[Input material Boundary: Start]

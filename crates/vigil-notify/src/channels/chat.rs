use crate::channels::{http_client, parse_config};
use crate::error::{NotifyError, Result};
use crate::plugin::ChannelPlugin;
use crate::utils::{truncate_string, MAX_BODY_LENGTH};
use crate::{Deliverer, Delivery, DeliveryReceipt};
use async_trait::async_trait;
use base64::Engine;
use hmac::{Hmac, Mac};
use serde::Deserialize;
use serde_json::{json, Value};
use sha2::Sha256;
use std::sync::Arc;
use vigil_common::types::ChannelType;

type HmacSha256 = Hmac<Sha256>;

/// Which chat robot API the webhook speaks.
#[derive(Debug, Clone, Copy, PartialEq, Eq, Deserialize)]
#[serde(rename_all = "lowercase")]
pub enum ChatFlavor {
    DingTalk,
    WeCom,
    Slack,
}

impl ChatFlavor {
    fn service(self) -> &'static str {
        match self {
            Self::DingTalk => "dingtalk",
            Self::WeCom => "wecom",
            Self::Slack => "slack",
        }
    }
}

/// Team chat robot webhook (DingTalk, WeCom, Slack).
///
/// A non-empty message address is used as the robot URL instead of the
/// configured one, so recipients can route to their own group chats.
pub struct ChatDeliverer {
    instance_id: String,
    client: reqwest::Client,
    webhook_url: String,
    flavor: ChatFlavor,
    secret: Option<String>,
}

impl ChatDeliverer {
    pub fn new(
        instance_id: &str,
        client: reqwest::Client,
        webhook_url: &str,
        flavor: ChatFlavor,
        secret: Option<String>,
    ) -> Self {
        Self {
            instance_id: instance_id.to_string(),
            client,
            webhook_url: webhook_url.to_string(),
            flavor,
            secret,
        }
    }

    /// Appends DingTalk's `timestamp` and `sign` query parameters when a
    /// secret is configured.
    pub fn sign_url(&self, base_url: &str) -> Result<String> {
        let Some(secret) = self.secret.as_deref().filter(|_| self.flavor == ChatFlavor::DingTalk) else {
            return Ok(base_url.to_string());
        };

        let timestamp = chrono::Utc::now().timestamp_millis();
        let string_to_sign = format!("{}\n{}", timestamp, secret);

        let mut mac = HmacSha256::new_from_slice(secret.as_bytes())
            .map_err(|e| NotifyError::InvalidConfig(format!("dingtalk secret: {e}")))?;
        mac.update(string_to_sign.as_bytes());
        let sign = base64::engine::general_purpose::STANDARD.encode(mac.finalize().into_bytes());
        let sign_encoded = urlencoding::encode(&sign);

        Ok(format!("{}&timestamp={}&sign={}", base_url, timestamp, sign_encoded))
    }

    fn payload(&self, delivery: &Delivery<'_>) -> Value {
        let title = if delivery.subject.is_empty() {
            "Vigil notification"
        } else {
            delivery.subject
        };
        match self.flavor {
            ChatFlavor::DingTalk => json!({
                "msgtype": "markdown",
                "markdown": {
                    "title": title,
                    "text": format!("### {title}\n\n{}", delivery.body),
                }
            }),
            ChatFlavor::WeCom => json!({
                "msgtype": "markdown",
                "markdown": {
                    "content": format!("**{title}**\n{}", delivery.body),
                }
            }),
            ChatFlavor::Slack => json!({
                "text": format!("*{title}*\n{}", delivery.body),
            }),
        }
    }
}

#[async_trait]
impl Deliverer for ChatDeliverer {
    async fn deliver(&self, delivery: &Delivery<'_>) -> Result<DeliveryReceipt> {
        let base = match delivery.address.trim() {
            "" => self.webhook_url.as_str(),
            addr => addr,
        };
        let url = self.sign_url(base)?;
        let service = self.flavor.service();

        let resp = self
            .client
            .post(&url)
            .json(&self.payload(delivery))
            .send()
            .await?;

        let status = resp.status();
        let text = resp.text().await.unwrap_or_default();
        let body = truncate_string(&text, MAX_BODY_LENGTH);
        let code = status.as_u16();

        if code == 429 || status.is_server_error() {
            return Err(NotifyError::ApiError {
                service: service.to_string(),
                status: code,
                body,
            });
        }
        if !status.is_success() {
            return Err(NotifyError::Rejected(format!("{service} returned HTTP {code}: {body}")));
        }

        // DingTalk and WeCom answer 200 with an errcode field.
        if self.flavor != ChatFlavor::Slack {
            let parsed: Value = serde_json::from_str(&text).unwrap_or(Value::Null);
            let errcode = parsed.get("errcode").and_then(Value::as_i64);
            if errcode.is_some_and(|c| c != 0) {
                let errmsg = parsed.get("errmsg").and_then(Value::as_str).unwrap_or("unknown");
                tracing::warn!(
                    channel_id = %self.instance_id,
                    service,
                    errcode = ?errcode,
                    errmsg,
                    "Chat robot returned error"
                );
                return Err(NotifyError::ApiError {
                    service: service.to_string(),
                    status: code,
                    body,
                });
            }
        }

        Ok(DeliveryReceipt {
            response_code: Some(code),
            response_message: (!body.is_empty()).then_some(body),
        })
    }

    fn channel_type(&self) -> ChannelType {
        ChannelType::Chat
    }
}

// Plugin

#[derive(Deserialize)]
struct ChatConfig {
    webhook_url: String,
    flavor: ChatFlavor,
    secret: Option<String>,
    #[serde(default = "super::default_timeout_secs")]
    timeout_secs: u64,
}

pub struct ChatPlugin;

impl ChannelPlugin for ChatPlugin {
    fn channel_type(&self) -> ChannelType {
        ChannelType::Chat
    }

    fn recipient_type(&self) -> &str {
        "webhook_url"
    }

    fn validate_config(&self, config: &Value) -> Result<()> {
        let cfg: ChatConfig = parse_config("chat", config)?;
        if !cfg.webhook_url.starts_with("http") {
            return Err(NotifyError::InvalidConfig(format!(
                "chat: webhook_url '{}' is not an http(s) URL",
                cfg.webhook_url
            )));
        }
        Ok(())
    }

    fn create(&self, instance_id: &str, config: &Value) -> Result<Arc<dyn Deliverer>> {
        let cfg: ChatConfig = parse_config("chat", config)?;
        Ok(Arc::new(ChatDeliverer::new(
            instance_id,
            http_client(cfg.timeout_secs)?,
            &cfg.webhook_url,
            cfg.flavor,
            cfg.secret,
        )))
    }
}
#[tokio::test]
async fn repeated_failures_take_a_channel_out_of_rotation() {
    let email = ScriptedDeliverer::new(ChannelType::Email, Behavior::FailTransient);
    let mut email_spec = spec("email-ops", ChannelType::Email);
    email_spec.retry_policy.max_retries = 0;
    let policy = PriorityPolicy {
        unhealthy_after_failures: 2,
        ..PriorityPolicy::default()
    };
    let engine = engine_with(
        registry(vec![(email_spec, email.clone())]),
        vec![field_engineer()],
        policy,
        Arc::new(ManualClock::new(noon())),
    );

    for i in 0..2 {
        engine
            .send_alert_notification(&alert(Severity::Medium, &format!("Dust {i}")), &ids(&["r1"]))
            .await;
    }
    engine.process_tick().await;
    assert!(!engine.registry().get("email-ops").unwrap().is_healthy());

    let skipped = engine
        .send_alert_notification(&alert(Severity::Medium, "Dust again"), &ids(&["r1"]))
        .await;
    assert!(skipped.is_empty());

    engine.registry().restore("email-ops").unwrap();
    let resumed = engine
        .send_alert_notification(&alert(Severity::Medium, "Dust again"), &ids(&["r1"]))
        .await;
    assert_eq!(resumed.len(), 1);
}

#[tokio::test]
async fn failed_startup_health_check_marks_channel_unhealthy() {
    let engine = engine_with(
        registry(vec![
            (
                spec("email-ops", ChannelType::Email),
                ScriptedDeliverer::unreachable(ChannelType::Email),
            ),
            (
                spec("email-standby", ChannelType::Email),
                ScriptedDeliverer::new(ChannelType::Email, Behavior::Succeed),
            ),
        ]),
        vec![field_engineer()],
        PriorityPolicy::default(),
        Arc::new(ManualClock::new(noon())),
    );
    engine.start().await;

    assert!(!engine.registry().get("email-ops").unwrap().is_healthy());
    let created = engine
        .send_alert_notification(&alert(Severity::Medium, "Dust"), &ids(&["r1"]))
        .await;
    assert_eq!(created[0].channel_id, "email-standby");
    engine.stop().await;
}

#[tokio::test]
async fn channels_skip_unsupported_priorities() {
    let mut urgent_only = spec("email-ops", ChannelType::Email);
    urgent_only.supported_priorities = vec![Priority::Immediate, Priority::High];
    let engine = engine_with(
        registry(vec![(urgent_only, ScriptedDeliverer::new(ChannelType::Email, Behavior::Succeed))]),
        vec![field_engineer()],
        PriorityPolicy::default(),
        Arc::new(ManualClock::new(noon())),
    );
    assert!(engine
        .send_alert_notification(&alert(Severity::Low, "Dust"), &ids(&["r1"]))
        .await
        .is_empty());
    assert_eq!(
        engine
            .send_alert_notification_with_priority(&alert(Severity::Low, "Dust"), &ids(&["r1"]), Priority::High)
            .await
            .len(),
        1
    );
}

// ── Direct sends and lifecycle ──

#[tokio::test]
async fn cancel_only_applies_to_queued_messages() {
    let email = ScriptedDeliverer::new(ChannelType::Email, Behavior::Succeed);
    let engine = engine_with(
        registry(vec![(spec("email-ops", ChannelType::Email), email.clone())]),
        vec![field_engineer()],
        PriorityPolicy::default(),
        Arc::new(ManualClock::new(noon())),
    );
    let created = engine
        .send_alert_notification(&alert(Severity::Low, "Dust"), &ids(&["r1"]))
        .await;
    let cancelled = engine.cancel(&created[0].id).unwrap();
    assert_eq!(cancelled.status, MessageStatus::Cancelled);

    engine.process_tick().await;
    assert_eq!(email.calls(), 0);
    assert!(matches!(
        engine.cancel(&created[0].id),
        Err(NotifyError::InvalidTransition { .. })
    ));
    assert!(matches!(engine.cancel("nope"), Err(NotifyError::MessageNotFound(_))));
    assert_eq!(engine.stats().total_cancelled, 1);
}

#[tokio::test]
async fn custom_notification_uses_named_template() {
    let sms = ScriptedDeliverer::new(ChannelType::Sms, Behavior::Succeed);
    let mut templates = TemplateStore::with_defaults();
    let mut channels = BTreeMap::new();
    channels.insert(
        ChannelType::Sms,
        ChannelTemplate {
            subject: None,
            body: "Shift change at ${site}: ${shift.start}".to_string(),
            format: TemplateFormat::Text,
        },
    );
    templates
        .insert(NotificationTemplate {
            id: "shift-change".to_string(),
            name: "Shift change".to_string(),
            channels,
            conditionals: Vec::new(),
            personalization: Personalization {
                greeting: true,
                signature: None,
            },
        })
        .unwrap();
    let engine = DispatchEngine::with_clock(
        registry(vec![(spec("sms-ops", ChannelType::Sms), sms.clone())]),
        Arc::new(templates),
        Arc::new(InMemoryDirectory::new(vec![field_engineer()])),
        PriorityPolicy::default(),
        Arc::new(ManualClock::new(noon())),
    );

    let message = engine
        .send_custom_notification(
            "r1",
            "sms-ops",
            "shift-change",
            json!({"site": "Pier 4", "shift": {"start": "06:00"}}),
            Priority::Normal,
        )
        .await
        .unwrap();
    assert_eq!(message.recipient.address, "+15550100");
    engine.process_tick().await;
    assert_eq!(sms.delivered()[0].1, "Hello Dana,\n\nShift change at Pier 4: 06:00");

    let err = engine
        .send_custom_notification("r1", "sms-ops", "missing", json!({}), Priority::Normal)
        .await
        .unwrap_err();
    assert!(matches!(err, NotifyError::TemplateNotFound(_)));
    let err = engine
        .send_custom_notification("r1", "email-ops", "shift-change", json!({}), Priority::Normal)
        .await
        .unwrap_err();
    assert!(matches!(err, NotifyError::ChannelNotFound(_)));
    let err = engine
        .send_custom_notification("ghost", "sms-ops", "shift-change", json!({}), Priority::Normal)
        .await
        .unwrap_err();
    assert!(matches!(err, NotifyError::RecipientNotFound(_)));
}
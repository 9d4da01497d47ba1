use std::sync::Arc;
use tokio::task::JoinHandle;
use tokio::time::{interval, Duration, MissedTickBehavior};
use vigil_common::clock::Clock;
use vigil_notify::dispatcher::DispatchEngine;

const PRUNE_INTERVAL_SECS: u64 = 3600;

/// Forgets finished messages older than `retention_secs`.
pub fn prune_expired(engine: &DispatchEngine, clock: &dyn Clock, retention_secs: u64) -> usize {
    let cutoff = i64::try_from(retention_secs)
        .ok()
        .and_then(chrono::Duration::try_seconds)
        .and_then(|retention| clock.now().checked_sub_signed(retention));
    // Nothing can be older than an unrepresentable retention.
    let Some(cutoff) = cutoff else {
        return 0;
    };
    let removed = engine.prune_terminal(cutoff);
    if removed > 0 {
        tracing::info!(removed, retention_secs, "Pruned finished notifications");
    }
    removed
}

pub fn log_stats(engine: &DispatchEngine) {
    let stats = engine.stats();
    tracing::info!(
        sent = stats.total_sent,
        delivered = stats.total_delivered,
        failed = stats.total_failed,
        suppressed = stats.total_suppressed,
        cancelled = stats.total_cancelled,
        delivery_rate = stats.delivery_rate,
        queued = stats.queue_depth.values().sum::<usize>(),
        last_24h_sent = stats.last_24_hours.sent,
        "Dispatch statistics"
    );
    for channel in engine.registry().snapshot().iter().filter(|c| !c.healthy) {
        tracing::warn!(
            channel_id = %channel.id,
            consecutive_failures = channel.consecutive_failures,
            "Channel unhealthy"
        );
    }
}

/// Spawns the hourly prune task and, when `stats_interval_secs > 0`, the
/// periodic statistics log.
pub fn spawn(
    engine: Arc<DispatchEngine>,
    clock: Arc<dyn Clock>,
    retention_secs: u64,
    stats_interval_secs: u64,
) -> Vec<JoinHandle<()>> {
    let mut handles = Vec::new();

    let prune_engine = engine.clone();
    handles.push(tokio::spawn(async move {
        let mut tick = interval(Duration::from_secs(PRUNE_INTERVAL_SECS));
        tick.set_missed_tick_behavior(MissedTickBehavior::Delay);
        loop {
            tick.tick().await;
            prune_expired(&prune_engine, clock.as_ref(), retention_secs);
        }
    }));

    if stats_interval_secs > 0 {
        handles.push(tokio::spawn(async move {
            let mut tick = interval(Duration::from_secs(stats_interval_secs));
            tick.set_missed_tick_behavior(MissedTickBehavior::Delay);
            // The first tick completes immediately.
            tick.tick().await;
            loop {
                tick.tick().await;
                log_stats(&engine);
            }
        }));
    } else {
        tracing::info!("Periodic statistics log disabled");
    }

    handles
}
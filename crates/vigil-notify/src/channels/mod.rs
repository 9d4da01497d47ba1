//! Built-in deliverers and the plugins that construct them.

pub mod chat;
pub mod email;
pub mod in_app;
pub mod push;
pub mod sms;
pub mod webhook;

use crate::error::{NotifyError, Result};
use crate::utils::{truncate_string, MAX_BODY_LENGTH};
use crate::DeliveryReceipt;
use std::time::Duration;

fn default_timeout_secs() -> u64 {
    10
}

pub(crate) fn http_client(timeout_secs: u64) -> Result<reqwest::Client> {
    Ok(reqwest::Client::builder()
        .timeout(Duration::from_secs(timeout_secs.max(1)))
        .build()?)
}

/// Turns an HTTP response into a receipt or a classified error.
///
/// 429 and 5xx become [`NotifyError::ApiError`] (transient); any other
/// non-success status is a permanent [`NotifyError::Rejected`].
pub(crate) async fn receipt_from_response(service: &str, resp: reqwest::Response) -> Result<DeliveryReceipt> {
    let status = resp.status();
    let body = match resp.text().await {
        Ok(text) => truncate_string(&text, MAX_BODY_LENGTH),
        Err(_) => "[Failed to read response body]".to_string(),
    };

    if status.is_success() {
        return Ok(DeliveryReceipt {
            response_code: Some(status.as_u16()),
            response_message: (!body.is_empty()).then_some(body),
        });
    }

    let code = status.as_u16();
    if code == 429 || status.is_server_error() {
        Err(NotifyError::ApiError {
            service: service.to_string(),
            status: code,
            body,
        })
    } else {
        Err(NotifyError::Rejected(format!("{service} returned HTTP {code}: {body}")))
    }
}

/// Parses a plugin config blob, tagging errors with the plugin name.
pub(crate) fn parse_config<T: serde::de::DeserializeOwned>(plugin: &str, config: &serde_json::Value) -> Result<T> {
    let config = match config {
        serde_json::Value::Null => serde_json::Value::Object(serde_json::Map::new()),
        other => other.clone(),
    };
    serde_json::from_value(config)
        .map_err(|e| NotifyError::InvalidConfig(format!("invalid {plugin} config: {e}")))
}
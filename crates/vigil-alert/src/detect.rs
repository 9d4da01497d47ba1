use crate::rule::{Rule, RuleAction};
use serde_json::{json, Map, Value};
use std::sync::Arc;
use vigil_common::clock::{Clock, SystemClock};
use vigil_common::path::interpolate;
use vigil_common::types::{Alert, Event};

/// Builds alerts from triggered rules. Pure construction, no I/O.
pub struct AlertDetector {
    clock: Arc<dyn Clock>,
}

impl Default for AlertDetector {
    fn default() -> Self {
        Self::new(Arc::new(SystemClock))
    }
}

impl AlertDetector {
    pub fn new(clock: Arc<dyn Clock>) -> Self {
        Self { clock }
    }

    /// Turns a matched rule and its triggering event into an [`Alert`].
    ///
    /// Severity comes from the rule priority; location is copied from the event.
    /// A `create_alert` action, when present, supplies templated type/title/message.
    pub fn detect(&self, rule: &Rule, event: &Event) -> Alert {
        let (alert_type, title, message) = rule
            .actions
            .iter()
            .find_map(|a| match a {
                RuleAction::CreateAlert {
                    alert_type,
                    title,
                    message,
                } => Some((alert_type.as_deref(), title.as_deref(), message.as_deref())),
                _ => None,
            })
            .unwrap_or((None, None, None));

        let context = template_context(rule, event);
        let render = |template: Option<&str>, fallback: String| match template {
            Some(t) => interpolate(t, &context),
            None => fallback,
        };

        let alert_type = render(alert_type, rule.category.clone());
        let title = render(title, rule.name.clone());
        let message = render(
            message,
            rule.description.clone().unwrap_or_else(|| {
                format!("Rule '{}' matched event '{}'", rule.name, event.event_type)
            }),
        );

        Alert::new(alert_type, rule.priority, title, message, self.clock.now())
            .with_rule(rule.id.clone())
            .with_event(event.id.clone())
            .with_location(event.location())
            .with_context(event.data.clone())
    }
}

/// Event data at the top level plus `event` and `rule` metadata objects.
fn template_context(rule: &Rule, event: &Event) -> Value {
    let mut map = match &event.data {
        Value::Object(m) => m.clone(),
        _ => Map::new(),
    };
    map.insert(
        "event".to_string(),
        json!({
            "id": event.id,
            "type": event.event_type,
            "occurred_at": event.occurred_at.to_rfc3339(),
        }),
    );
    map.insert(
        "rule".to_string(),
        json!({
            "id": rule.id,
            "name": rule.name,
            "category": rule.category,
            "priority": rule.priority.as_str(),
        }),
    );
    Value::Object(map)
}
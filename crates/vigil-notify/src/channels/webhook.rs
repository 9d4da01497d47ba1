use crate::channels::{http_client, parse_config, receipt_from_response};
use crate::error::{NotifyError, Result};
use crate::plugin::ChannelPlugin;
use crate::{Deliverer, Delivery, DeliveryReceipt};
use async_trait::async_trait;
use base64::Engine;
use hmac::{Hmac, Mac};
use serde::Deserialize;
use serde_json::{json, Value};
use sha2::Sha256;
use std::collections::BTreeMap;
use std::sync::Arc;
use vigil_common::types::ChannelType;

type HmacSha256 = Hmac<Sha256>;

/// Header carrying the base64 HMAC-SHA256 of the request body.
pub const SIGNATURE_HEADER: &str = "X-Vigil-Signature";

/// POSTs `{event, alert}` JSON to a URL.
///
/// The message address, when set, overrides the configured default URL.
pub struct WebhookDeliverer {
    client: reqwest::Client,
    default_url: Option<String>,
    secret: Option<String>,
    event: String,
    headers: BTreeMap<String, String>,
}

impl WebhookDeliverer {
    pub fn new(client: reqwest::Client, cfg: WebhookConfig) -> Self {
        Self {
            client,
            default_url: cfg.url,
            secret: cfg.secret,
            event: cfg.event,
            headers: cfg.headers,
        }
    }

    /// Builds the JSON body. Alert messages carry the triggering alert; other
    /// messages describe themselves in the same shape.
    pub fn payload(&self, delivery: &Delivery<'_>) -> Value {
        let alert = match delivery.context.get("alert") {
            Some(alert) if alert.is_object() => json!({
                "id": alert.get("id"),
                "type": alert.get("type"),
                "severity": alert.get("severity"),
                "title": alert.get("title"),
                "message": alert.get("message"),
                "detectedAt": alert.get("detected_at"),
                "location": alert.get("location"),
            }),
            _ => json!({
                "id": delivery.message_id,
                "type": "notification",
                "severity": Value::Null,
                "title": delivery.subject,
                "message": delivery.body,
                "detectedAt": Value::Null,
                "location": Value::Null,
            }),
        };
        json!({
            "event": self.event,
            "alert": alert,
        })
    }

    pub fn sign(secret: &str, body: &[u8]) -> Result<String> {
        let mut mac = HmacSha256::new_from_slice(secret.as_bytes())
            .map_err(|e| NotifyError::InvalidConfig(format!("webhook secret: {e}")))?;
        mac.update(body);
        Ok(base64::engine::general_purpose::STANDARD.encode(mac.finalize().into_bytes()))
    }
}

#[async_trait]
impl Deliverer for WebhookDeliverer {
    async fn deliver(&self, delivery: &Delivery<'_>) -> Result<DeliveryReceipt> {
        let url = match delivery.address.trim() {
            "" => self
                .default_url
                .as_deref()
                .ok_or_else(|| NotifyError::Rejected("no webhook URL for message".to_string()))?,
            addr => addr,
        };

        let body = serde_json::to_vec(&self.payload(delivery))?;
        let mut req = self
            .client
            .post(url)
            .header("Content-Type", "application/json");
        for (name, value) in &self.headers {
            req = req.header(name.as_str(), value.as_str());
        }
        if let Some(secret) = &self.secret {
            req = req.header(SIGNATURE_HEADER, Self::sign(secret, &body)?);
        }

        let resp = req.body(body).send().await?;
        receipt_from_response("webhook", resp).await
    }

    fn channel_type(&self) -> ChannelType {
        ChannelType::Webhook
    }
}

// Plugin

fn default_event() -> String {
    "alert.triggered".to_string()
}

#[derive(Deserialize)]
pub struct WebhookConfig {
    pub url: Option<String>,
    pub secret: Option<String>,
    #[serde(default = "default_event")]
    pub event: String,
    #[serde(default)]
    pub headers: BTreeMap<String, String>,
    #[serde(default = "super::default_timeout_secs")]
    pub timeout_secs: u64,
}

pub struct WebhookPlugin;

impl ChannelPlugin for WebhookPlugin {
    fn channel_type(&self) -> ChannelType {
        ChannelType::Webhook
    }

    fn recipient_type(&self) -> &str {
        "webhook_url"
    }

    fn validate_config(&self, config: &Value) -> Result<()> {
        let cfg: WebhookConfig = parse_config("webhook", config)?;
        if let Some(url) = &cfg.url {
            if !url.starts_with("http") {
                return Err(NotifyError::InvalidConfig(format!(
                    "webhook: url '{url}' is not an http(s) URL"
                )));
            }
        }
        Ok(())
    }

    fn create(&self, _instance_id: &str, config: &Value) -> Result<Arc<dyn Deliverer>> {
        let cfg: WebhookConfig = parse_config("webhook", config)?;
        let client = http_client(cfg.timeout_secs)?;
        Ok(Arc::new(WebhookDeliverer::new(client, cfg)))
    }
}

[Input material Boundary: End]

When a line in the records above holds "data", that line is to be reported.

#### Written answer:
            .with_context(event.data.clone())
/// Event data at the top level plus `event` and `rule` metadata objects.
    let mut map = match &event.data {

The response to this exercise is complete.